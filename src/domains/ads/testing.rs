//! In-memory platform double that records every request.

use std::collections::VecDeque;
use std::sync::{Arc, Mutex};

use async_trait::async_trait;

use super::client::{AdsContext, AdsDefaults, MutateService, SearchService};
use super::mutation::{MutateRequest, ResourcePath};
use super::query::Query;
use super::row::PlatformRow;
use super::types::CustomerId;
use crate::domains::tools::ToolResult;

/// Returns queued responses in order; once the queue is empty, searches return
/// no rows and mutations succeed with generated resource paths.
#[derive(Default)]
pub struct RecordingPlatform {
    search_responses: Mutex<VecDeque<ToolResult<Vec<PlatformRow>>>>,
    mutate_responses: Mutex<VecDeque<ToolResult<Vec<ResourcePath>>>>,
    queries: Mutex<Vec<(CustomerId, Query)>>,
    mutations: Mutex<Vec<(CustomerId, MutateRequest)>>,
}

impl RecordingPlatform {
    pub fn new() -> Arc<Self> {
        Arc::new(Self::default())
    }

    pub fn push_rows(&self, rows: Vec<PlatformRow>) {
        self.search_responses.lock().unwrap().push_back(Ok(rows));
    }

    pub fn push_search_result(&self, result: ToolResult<Vec<PlatformRow>>) {
        self.search_responses.lock().unwrap().push_back(result);
    }

    pub fn push_mutate_result(&self, result: ToolResult<Vec<ResourcePath>>) {
        self.mutate_responses.lock().unwrap().push_back(result);
    }

    pub fn queries(&self) -> Vec<(CustomerId, Query)> {
        self.queries.lock().unwrap().clone()
    }

    /// Rendered GAQL of every query, in call order.
    pub fn gaql(&self) -> Vec<String> {
        self.queries
            .lock()
            .unwrap()
            .iter()
            .map(|(_, q)| q.render())
            .collect()
    }

    pub fn mutations(&self) -> Vec<(CustomerId, MutateRequest)> {
        self.mutations.lock().unwrap().clone()
    }

    pub fn context(self: &Arc<Self>) -> AdsContext {
        self.context_with(AdsDefaults::default())
    }

    pub fn context_with(self: &Arc<Self>, defaults: AdsDefaults) -> AdsContext {
        AdsContext::new(self.clone(), self.clone(), defaults)
    }
}

#[async_trait]
impl SearchService for RecordingPlatform {
    async fn search(&self, customer: &CustomerId, query: &Query) -> ToolResult<Vec<PlatformRow>> {
        self.queries
            .lock()
            .unwrap()
            .push((customer.clone(), query.clone()));
        self.search_responses
            .lock()
            .unwrap()
            .pop_front()
            .unwrap_or_else(|| Ok(Vec::new()))
    }
}

#[async_trait]
impl MutateService for RecordingPlatform {
    async fn mutate(
        &self,
        customer: &CustomerId,
        request: MutateRequest,
    ) -> ToolResult<Vec<ResourcePath>> {
        let generated: Vec<ResourcePath> = (1..=request.len())
            .map(|n| {
                ResourcePath::from_platform(format!(
                    "customers/{}/{}/{}",
                    customer,
                    request.service(),
                    n
                ))
            })
            .collect();
        self.mutations
            .lock()
            .unwrap()
            .push((customer.clone(), request));
        self.mutate_responses
            .lock()
            .unwrap()
            .pop_front()
            .unwrap_or(Ok(generated))
    }
}
//! Transport service - runs the MCP server on the configured transport.

use tracing::info;

use super::{TransportConfig, TransportResult};
use crate::core::McpServer;

#[cfg(feature = "stdio")]
use super::stdio::StdioTransport;

#[cfg(feature = "tcp")]
use super::tcp::TcpTransport;

#[cfg(feature = "http")]
use super::http::HttpTransport;

/// Transport service - manages the transport layer for the MCP server.
pub struct TransportService {
    config: TransportConfig,
}

impl TransportService {
    /// Create a new transport service with the given configuration.
    pub fn new(config: TransportConfig) -> Self {
        Self { config }
    }

    /// Get the transport configuration.
    pub fn config(&self) -> &TransportConfig {
        &self.config
    }

    /// Start the transport with the given MCP server.
    ///
    /// This method blocks until the transport is shut down.
    pub async fn run(self, server: McpServer) -> TransportResult<()> {
        info!("Starting transport: {}", self.config.description());

        match self.config {
            #[cfg(feature = "stdio")]
            TransportConfig::Stdio => StdioTransport::run(server).await,
            #[cfg(feature = "tcp")]
            TransportConfig::Tcp(cfg) => TcpTransport::new(cfg).run(server).await,
            #[cfg(feature = "http")]
            TransportConfig::Http(cfg) => HttpTransport::new(cfg).run(server).await,
        }
    }
}
//! Campaign tools: listing, lookup, creation and updates.

use chrono::NaiveDate;
use schemars::JsonSchema;
use serde::Deserialize;
use tracing::{info, instrument};

use super::common::{self, first_resource, required_text};
use crate::domains::ads::AdsContext;
use crate::domains::ads::codec::{
    dollars_to_micros, ensure_ordered, format_count, format_fractional, format_money,
    format_percent,
};
use crate::domains::ads::mutation::{
    Campaign, CampaignBudget, MutateRequest, Operation, ResourcePath, TargetSpend,
};
use crate::domains::ads::query::{Direction, Predicate, Query};
use crate::domains::ads::row::PlatformRow;
use crate::domains::ads::types::{
    BudgetDeliveryMethod, ChannelType, CustomerId, EntityId, EntityStatus,
};
use crate::domains::tools::descriptor::{ParamKind, ParamSpec, ToolDescriptor};
use crate::domains::tools::error::{ToolError, ToolResult};
use crate::domains::tools::format::report;
use crate::domains::tools::handlers::impl_tool_handler;

fn date_text(date: NaiveDate) -> String {
    date.format("%Y-%m-%d").to_string()
}

fn check_dates(start: Option<NaiveDate>, end: Option<NaiveDate>) -> ToolResult<()> {
    if let (Some(start), Some(end)) = (start, end) {
        ensure_ordered(start, end)?;
    }
    Ok(())
}

fn campaign_not_found(campaign_id: EntityId) -> ToolError {
    ToolError::not_found(format!("Campaign {campaign_id} not found."))
}

// ============================================================================
// list_campaigns
// ============================================================================

#[derive(Debug, Clone, Deserialize, JsonSchema)]
pub struct ListCampaignsParams {
    #[schemars(description = "Google Ads customer ID (dashes are optional)")]
    pub customer_id: CustomerId,

    #[schemars(description = "Only return campaigns with this status")]
    pub status_filter: Option<EntityStatus>,
}

pub struct ListCampaignsTool {
    ads: AdsContext,
}
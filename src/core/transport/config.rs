//! Transport configuration types.
//!
//! Selected with `MCP_TRANSPORT`; an unknown or unset value falls back to the
//! first compiled-in transport (stdio by default).

use serde::{Deserialize, Serialize};

/// Transport configuration options.
#[derive(Debug, Clone, PartialEq, Serialize, Deserialize)]
#[serde(tag = "type", rename_all = "lowercase")]
pub enum TransportConfig {
    /// Standard input/output transport (default for MCP).
    #[cfg(feature = "stdio")]
    Stdio,

    /// TCP socket transport with JSON-RPC messages.
    #[cfg(feature = "tcp")]
    Tcp(TcpConfig),

    /// HTTP transport with JSON-RPC over POST.
    #[cfg(feature = "http")]
    Http(HttpConfig),
}

/// TCP transport configuration.
#[cfg(feature = "tcp")]
#[derive(Debug, Clone, PartialEq, Serialize, Deserialize)]
pub struct TcpConfig {
    pub port: u16,

    #[serde(default = "default_host")]
    pub host: String,
}

/// HTTP transport configuration.
#[cfg(feature = "http")]
#[derive(Debug, Clone, PartialEq, Serialize, Deserialize)]
pub struct HttpConfig {
    pub port: u16,

    #[serde(default = "default_host")]
    pub host: String,

    /// Path of the JSON-RPC endpoint.
    #[serde(default = "default_rpc_path")]
    pub rpc_path: String,

    /// Allow any origin (browser clients).
    #[serde(default = "default_cors")]
    pub enable_cors: bool,
}

#[cfg(any(feature = "tcp", feature = "http"))]
fn default_host() -> String {
    "127.0.0.1".to_string()
}

#[cfg(feature = "http")]
fn default_rpc_path() -> String {
    "/mcp".to_string()
}

#[cfg(feature = "http")]
fn default_cors() -> bool {
    true
}

#[cfg(any(feature = "tcp", feature = "http"))]
fn env_port(var: &str, default: u16) -> u16 {
    std::env::var(var)
        .ok()
        .and_then(|p| p.parse().ok())
        .unwrap_or(default)
}

impl Default for TransportConfig {
    fn default() -> Self {
        #[cfg(feature = "stdio")]
        {
            return Self::Stdio;
        }

        #[cfg(all(not(feature = "stdio"), feature = "tcp"))]
        {
            return Self::Tcp(TcpConfig::default());
        }

        #[cfg(all(not(feature = "stdio"), not(feature = "tcp"), feature = "http"))]
        {
            return Self::Http(HttpConfig::default());
        }

        #[cfg(not(any(feature = "stdio", feature = "tcp", feature = "http")))]
        {
            compile_error!("At least one transport feature must be enabled: stdio, tcp, or http");
        }
    }
}

#[cfg(feature = "tcp")]
impl Default for TcpConfig {
    fn default() -> Self {
        Self {
            port: 3000,
            host: default_host(),
        }
    }
}

#[cfg(feature = "http")]
impl Default for HttpConfig {
    fn default() -> Self {
        Self {
            port: 8080,
            host: default_host(),
            rpc_path: default_rpc_path(),
            enable_cors: default_cors(),
        }
    }
}

impl TransportConfig {
    /// Load transport config from environment variables.
    pub fn from_env() -> Self {
        let transport = std::env::var("MCP_TRANSPORT")
            .unwrap_or_default()
            .to_lowercase();

        match transport.as_str() {
            #[cfg(feature = "tcp")]
            "tcp" => Self::Tcp(TcpConfig {
                port: env_port("MCP_TCP_PORT", 3000),
                host: std::env::var("MCP_TCP_HOST").unwrap_or_else(|_| default_host()),
            }),
            #[cfg(feature = "http")]
            "http" => Self::Http(HttpConfig {
                port: env_port("MCP_HTTP_PORT", 8080),
                host: std::env::var("MCP_HTTP_HOST").unwrap_or_else(|_| default_host()),
                rpc_path: std::env::var("MCP_HTTP_PATH").unwrap_or_else(|_| default_rpc_path()),
                enable_cors: std::env::var("MCP_HTTP_CORS")
                    .map(|v| v.to_lowercase() != "false" && v != "0")
                    .unwrap_or(true),
            }),
            _ => Self::default(),
        }
    }

    /// Get a description of this transport for logging.
    pub fn description(&self) -> String {
        match self {
            #[cfg(feature = "stdio")]
            Self::Stdio => "STDIO (standard MCP mode)".to_string(),
            #[cfg(feature = "tcp")]
            Self::Tcp(cfg) => format!("TCP on {}:{}", cfg.host, cfg.port),
            #[cfg(feature = "http")]
            Self::Http(cfg) => format!("HTTP on {}:{}{}", cfg.host, cfg.port, cfg.rpc_path),
        }
    }
}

▬▬▬▬▬▬

Identify the lines in the records above that contain the word "queries", then state how many there are and nothing more.

**ANSWER SPACE:** 5